TASK DETAILS: Search the data below for the word "push" and report how many lines contain it. Nothing but the number is needed.

Stored items from a collection:
########################################

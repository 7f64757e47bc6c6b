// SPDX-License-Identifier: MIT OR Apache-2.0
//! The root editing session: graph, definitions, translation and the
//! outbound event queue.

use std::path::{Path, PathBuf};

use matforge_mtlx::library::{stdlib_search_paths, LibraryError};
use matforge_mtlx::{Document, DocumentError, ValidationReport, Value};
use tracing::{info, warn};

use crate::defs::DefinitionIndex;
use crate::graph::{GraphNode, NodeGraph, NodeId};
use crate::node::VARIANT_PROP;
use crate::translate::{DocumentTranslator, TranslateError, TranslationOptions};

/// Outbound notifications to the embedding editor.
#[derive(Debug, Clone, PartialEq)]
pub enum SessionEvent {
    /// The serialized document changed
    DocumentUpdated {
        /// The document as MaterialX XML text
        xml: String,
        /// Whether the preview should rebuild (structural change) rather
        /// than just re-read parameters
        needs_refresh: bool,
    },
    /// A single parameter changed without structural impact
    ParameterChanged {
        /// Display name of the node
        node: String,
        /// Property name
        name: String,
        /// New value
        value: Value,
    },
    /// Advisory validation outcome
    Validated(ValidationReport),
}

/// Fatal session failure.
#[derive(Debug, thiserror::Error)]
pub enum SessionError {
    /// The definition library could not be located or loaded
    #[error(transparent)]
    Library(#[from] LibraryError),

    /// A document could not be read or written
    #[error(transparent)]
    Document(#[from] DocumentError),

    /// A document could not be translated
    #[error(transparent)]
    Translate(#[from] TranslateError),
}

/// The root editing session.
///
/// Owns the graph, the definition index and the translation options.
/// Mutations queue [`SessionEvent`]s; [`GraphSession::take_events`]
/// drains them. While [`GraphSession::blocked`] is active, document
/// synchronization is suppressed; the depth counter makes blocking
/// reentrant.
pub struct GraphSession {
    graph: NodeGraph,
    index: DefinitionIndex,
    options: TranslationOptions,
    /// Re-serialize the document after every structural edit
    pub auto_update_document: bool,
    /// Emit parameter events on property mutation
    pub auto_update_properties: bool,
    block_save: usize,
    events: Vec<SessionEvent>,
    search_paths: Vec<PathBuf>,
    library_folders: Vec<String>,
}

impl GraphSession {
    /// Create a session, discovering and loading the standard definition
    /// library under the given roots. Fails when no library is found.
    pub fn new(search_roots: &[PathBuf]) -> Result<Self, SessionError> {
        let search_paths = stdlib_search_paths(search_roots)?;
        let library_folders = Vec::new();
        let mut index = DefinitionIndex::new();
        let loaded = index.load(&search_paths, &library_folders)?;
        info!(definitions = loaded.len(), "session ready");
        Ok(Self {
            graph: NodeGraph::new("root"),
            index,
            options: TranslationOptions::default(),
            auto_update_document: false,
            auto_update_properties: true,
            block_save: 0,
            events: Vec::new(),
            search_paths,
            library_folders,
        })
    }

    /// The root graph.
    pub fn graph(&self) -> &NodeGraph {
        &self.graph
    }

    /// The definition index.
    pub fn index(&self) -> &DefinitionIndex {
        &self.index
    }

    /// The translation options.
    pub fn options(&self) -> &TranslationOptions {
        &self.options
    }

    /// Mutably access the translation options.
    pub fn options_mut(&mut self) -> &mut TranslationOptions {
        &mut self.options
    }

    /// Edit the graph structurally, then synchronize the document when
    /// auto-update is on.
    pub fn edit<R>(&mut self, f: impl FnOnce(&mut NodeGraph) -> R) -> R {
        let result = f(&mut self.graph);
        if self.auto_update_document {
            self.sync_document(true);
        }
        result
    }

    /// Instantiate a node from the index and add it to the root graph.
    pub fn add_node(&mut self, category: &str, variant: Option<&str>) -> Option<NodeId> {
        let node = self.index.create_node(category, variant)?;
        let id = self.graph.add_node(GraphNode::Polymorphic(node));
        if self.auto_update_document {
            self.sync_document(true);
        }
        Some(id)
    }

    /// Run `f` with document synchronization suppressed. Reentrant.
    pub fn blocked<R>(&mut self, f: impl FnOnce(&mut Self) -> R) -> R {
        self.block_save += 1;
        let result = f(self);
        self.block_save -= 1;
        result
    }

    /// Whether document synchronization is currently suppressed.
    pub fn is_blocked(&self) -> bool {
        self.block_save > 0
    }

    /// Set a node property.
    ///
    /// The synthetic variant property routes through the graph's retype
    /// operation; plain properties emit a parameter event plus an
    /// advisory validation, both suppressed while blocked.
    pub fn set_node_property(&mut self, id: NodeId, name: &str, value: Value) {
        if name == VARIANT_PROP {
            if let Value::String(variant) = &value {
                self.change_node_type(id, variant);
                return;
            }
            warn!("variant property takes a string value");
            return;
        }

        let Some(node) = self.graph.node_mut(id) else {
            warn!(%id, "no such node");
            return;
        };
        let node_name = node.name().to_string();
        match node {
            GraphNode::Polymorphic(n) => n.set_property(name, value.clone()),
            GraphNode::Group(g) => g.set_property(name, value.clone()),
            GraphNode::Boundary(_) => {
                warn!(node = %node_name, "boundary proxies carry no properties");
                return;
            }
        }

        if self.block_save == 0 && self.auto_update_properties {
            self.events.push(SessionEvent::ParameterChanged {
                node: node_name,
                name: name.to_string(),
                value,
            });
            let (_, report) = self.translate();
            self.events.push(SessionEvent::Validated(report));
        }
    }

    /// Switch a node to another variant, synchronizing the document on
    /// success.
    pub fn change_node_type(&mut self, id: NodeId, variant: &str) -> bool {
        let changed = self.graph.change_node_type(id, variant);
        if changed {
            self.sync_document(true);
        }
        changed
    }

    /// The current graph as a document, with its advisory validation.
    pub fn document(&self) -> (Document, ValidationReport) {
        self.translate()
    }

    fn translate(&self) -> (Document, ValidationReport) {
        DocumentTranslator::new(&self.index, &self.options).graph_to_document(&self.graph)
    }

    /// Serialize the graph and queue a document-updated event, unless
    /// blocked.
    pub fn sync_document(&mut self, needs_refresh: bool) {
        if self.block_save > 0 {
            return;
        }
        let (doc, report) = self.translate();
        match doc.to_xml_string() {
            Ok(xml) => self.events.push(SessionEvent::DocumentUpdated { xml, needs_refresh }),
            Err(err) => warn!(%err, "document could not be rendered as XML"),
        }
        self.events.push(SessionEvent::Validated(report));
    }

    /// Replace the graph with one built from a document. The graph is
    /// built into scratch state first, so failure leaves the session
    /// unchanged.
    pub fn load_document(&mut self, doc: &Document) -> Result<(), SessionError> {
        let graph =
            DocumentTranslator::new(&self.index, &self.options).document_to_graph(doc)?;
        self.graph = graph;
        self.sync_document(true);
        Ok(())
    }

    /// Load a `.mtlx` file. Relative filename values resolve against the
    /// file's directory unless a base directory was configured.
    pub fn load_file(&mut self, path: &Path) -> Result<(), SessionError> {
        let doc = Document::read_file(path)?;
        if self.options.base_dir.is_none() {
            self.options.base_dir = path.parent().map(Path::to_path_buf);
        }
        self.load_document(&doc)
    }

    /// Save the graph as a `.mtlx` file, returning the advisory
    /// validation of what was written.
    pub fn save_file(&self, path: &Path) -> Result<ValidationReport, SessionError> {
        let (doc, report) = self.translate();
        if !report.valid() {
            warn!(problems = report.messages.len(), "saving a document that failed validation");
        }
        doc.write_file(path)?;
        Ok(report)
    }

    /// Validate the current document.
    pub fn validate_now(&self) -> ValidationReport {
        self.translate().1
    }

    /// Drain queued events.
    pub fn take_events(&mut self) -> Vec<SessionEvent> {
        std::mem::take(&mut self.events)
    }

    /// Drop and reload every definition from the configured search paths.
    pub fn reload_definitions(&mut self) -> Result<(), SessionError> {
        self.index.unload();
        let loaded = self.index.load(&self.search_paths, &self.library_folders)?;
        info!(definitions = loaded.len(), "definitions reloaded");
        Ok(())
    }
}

########################################

EXERCISE RESULT: 4